--- START ---
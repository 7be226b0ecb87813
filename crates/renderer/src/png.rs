//! PNG encoding for rendered figures.
//!
//! Supports two encoding modes:
//! - **Indexed PNG (color type 3)**: used when the figure has at most 256
//!   unique colors, which is common for discrete-level maps without
//!   anti-aliased text.
//! - **RGBA PNG (color type 6)**: fallback for everything else.
//!
//! Every file carries a `pHYs` chunk so viewers see the figure's dpi.

use rayon::prelude::*;
use std::collections::HashMap;
use std::io::Write;

use diags_common::{DiagsError, DiagsResult};

/// Maximum colors for indexed PNG (PNG8)
const MAX_PALETTE_SIZE: usize = 256;

/// Minimum pixels to benefit from parallel palette extraction
const PARALLEL_THRESHOLD: usize = 4096;

const SIGNATURE: [u8; 8] = [137, 80, 78, 71, 13, 10, 26, 10];

const INCHES_PER_METRE: f64 = 39.370_078_740_157_48;

type Palette = Vec<(u8, u8, u8, u8)>;

/// Encode RGBA pixels, choosing indexed or full-color output.
///
/// `dpi` is recorded in the `pHYs` chunk.
pub fn encode_png(pixels: &[u8], width: usize, height: usize, dpi: f32) -> DiagsResult<Vec<u8>> {
    if pixels.len() != width * height * 4 {
        return Err(DiagsError::RenderError(format!(
            "expected {} RGBA bytes for {}x{}, got {}",
            width * height * 4,
            width,
            height,
            pixels.len()
        )));
    }

    let palette = if width * height >= PARALLEL_THRESHOLD {
        extract_palette_parallel(pixels)
    } else {
        extract_palette_sequential(pixels)
    };

    match palette {
        Some((palette, indices)) => encode_indexed(width, height, &palette, &indices, dpi),
        None => encode_rgba(pixels, width, height, dpi),
    }
}

/// Pack RGBA bytes into a u32 for faster hashing and comparison
#[inline(always)]
fn pack_color(r: u8, g: u8, b: u8, a: u8) -> u32 {
    (r as u32) | ((g as u32) << 8) | ((b as u32) << 16) | ((a as u32) << 24)
}

#[inline(always)]
fn unpack_color(packed: u32) -> (u8, u8, u8, u8) {
    (
        packed as u8,
        (packed >> 8) as u8,
        (packed >> 16) as u8,
        (packed >> 24) as u8,
    )
}

fn extract_palette_sequential(pixels: &[u8]) -> Option<(Palette, Vec<u8>)> {
    let mut color_to_index: HashMap<u32, u8> = HashMap::with_capacity(MAX_PALETTE_SIZE);
    let mut palette: Palette = Vec::with_capacity(MAX_PALETTE_SIZE);
    let mut indices: Vec<u8> = Vec::with_capacity(pixels.len() / 4);

    for px in pixels.chunks_exact(4) {
        let packed = pack_color(px[0], px[1], px[2], px[3]);
        let index = match color_to_index.get(&packed) {
            Some(&idx) => idx,
            None => {
                if palette.len() >= MAX_PALETTE_SIZE {
                    return None;
                }
                let idx = palette.len() as u8;
                palette.push((px[0], px[1], px[2], px[3]));
                color_to_index.insert(packed, idx);
                idx
            }
        };
        indices.push(index);
    }

    Some((palette, indices))
}

/// Collect unique colors per row band in parallel, then map pixels to
/// palette indices in a second parallel pass.
fn extract_palette_parallel(pixels: &[u8]) -> Option<(Palette, Vec<u8>)> {
    let chunk_px = (pixels.len() / 4 / rayon::current_num_threads()).max(256);

    let local_sets: Vec<Option<Vec<u32>>> = pixels
        .par_chunks(chunk_px * 4)
        .map(|chunk| {
            let mut seen: HashMap<u32, ()> = HashMap::with_capacity(MAX_PALETTE_SIZE);
            for px in chunk.chunks_exact(4) {
                seen.insert(pack_color(px[0], px[1], px[2], px[3]), ());
                if seen.len() > MAX_PALETTE_SIZE {
                    return None;
                }
            }
            Some(seen.into_keys().collect())
        })
        .collect();

    let mut color_to_index: HashMap<u32, u8> = HashMap::with_capacity(MAX_PALETTE_SIZE);
    let mut palette: Palette = Vec::with_capacity(MAX_PALETTE_SIZE);
    for packed in local_sets.into_iter().collect::<Option<Vec<_>>>()?.into_iter().flatten() {
        if color_to_index.contains_key(&packed) {
            continue;
        }
        if palette.len() >= MAX_PALETTE_SIZE {
            return None;
        }
        color_to_index.insert(packed, palette.len() as u8);
        palette.push(unpack_color(packed));
    }

    let indices: Vec<u8> = pixels
        .par_chunks_exact(4)
        .map(|px| color_to_index.get(&pack_color(px[0], px[1], px[2], px[3])).copied().unwrap_or(0))
        .collect();

    Some((palette, indices))
}

fn header(width: usize, height: usize, color_type: u8, dpi: f32) -> Vec<u8> {
    let mut png = Vec::with_capacity(64);
    png.extend_from_slice(&SIGNATURE);

    let mut ihdr = Vec::with_capacity(13);
    ihdr.extend_from_slice(&(width as u32).to_be_bytes());
    ihdr.extend_from_slice(&(height as u32).to_be_bytes());
    ihdr.push(8); // bit depth
    ihdr.push(color_type);
    ihdr.push(0); // compression
    ihdr.push(0); // filter
    ihdr.push(0); // interlace
    write_chunk(&mut png, b"IHDR", &ihdr);

    let ppm = (dpi as f64 * INCHES_PER_METRE).round() as u32;
    let mut phys = Vec::with_capacity(9);
    phys.extend_from_slice(&ppm.to_be_bytes());
    phys.extend_from_slice(&ppm.to_be_bytes());
    phys.push(1); // unit: metre
    write_chunk(&mut png, b"pHYs", &phys);

    png
}

/// Indexed PNG (color type 3) from a palette and one index per pixel.
pub fn encode_indexed(
    width: usize,
    height: usize,
    palette: &[(u8, u8, u8, u8)],
    indices: &[u8],
    dpi: f32,
) -> DiagsResult<Vec<u8>> {
    let mut png = header(width, height, 3, dpi);

    let plte: Vec<u8> = palette.iter().flat_map(|&(r, g, b, _)| [r, g, b]).collect();
    write_chunk(&mut png, b"PLTE", &plte);

    if palette.iter().any(|&(_, _, _, a)| a < 255) {
        let trns: Vec<u8> = palette.iter().map(|&(_, _, _, a)| a).collect();
        write_chunk(&mut png, b"tRNS", &trns);
    }

    write_chunk(&mut png, b"IDAT", &deflate_rows(indices, width, height)?);
    write_chunk(&mut png, b"IEND", &[]);
    Ok(png)
}

/// Full-color PNG (color type 6).
pub fn encode_rgba(pixels: &[u8], width: usize, height: usize, dpi: f32) -> DiagsResult<Vec<u8>> {
    let mut png = header(width, height, 6, dpi);
    write_chunk(&mut png, b"IDAT", &deflate_rows(pixels, width * 4, height)?);
    write_chunk(&mut png, b"IEND", &[]);
    Ok(png)
}

/// Prefix each scanline with filter type 0 and zlib-compress.
fn deflate_rows(data: &[u8], row_bytes: usize, height: usize) -> DiagsResult<Vec<u8>> {
    let mut raw = Vec::with_capacity(height * (1 + row_bytes));
    for row in data.chunks_exact(row_bytes.max(1)).take(height) {
        raw.push(0);
        raw.extend_from_slice(row);
    }

    let compress = || -> std::io::Result<Vec<u8>> {
        let mut encoder =
            flate2::write::ZlibEncoder::new(Vec::new(), flate2::Compression::default());
        encoder.write_all(&raw)?;
        encoder.finish()
    };
    compress().map_err(|e| DiagsError::RenderError(format!("IDAT compression failed: {}", e)))
}

fn write_chunk(png: &mut Vec<u8>, chunk_type: &[u8; 4], data: &[u8]) {
    png.extend_from_slice(&(data.len() as u32).to_be_bytes());
    png.extend_from_slice(chunk_type);
    png.extend_from_slice(data);

    let mut hasher = crc32fast::Hasher::new();
    hasher.update(chunk_type);
    hasher.update(data);
    png.extend_from_slice(&hasher.finalize().to_be_bytes());
}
--- END ---
§ **TASK DIRECTIONS**:
For this listing, copy out every line that includes the word "RenderError".

§ **ANSWER TO THE PROBLEM**:
        return Err(DiagsError::RenderError(format!(
    compress().map_err(|e| DiagsError::RenderError(format!("IDAT compression failed: {}", e)))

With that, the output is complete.